Segundo Breno, dormir melhor vai ajudar o gigante de 2,03m em sua evolução muscular. “O Rafael não tem problema para conseguir dormir, mas tem a qualidade do sono ruim. Isso ficou claro nas análises. Uma coisa que precisa ser levada em conta é que, se o Rafael precisa perder peso e ganhar massa magra, com uma qualidade de sono ruim, terá mais dificuldade. Tratando o distúrbio, esse processo é mais tranquilo”, completa.
Como o sono explicaria a facilidade em perder peso? É só olhar para análises químicas do corpo após noites boas e ruins. A ciência já mapeou que uma noite bem dormida tem cinco fases. Nas três primeiras, o corpo relaxa. Entre a terceira e a quarta, o corpo libera uma série de hormônios responsáveis pela manutenção do corpo. Nessa etapa, os efeitos para os atletas são grandes.
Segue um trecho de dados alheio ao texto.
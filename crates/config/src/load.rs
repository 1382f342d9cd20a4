use crate::Config;
use crate::error::{ErrorKind, Result};
use exn::ResultExt;
use figment::Figment;
use figment::providers::{Env, Format, Json, Serialized, Toml, Yaml};
use std::path::Path;
use tracing::{debug, instrument};

/// Prefix of environment variables that override configuration keys.
pub const ENV_PREFIX: &str = "APICAT_";
const ENV_SEPARATOR: &str = "__";

impl Config {
    /// The merged configuration layers, not yet extracted.
    pub fn figment(file: Option<&Path>) -> Result<Figment> {
        layered(file, Env::prefixed(ENV_PREFIX).split(ENV_SEPARATOR))
    }

    /// Loads and validates the configuration, optionally from `file`.
    #[instrument(skip_all, fields(file = ?file))]
    pub fn load(file: Option<&Path>) -> Result<Self> {
        Self::from_figment(&Self::figment(file)?)
    }

    /// Extracts and validates a configuration from custom layers.
    pub fn from_figment(figment: &Figment) -> Result<Self> {
        let config: Config = figment.extract().or_raise(|| ErrorKind::Load)?;
        config.validate()?;
        debug!(?config, "configuration loaded");
        Ok(config)
    }
}

fn layered(file: Option<&Path>, env: Env) -> Result<Figment> {
    let mut figment = Figment::from(Serialized::defaults(Config::default()));
    if let Some(file) = file {
        if !file.is_file() {
            exn::bail!(ErrorKind::MissingFile(file.to_path_buf()));
        }
        let extension = file.extension().and_then(|ext| ext.to_str()).map(str::to_ascii_lowercase);
        figment = match extension.as_deref() {
            Some("toml") => figment.merge(Toml::file(file)),
            Some("yaml" | "yml") => figment.merge(Yaml::file(file)),
            Some("json") => figment.merge(Json::file(file)),
            _ => exn::bail!(ErrorKind::UnsupportedFormat(file.to_path_buf())),
        };
    }
    Ok(figment.merge(env))
}
//! Diff engine.
//!
//! Compares two [`ApiSurface`](apicat_store::ApiSurface)s of one catalog api
//! by api. Declarations with different markup are further diffed token by
//! token, and the whole tree can be rendered as marked-up text.
//!
//! ```no_run
//! # fn main() -> Result<(), Box<dyn std::error::Error>> {
//! use apicat_diff::{CatalogDiff, DiffOptions};
//! use apicat_store::{Catalog, FrameworkSurface};
//!
//! let catalog = Catalog::open("apis.cat")?;
//! let left = FrameworkSurface::new(catalog.framework("net8.0").ok_or("net8.0")?);
//! let right = FrameworkSurface::new(catalog.framework("net9.0").ok_or("net9.0")?);
//! let diff = CatalogDiff::new(&left, &right)?;
//! print!("{}", diff.render(DiffOptions { exclude_unchanged: true, ..DiffOptions::default() })?);
//! # Ok(())
//! # }
//! ```

pub mod error;
#[cfg(test)]
mod fixtures;
mod render;
mod tokens;
mod tree;

pub use crate::render::DiffOptions;
pub use crate::tokens::{DiffOp, DiffToken, diff_tokens};
pub use crate::tree::{CatalogDiff, DiffKind, DiffSummary};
Um dos hormônios liberados é a grelina. A oscilação de seus níveis no corpo é associada à sensação de fome. Quem não dorme bem tem oscilações muito mais rápidas. Quem dorme melhor, tem uma distribuição mais uniforme. Com isso, o sono bom ajuda a manter os níveis normais do apetite - daí a ajuda na perda de peso. Outro hormônio relacionado ao sono é a testosterona. Responsável pela manutenção e crescimento muscular, é liberada nas fases de sono pesado. Por isso, quem tem ciclos de sono interrompidos acaba não recebendo doses suficientes. Com isso, o crescimento muscular é mais lento.
As respostas do cérebro também dependem do descanso. E o quinto estágio do sono envolve justamente isso: é o momento de limpeza cerebral e para a assimilação das memórias do dia. É nele que a cabeça descansa, ajudando, no dia seguinte, em tarefas de concentração e precisão. Na Universidade de Stanford, nos EUA, estudos mostraram que horas a mais na cama – em que os atletas atingiram essa quinta fase do sono - melhoraram o desempenho atlético. Jogadores de basquete foram quase 10% mais precisos em lances livres. Jogadores de tênis acertaram a quadra com uma frequência mais de 40% maior. E nadadores aceleraram suas reações ao tiro de largada em quase 20%.
Tudo isso só ajuda a fazer de casos como o de Rafael Silva uma regra. Até o Rio-2016 (e provavelmente depois disso), será comum entre os judocas o tratamento de distúrbios do gênero, já que a modalidade está em um estágio avançado no acompanhamento das noites de seus atletas. Em 2009, a CBJ iniciou os trabalhos para ajudar na aclimatação às principais competições da temporada. No Mundial de Tóquio, em 2010, por exemplo, a equipe médica conseguiu cortar pela metade o tempo necessário para assimilar as 12 horas de fuso horário entre o Brasil e o Japão. Normalmente, cada fuso horário pede um dia de adaptação. Naquele mundial., com a ajuda de medicamentos e treinos ao sol, esse tempo foi de seis dias.
Desde então, os atletas passaram a ter acompanhamento mais próximo de seus hábitos noturnos. Em palestras, aprenderam técnicas para ajudar a dormir – de ir para cama no mesmo horário, passando por manter o quarto escuro ou ter mais cuidado com a hidratação. O próximo passo foi dado no ano passado: “Já conhecíamos os hábitos dos atletas e sabíamos quem fazia parte de um grupo de risco nessa área. Esses atletas fizeram exames detalhados e agora serão tratados individualmente. Um atleta, por exemplo, apresenta bruxismo, que mantém o maxilar rígido. Outro tem insônia”, avisa Breno.
Os resultados? Não é possível garantir que as medalhas virão. Mas os atletas, ao menos, chegarão bem mais descansados para o momento em que suas forças serão mais necessárias no caminho ao pódio.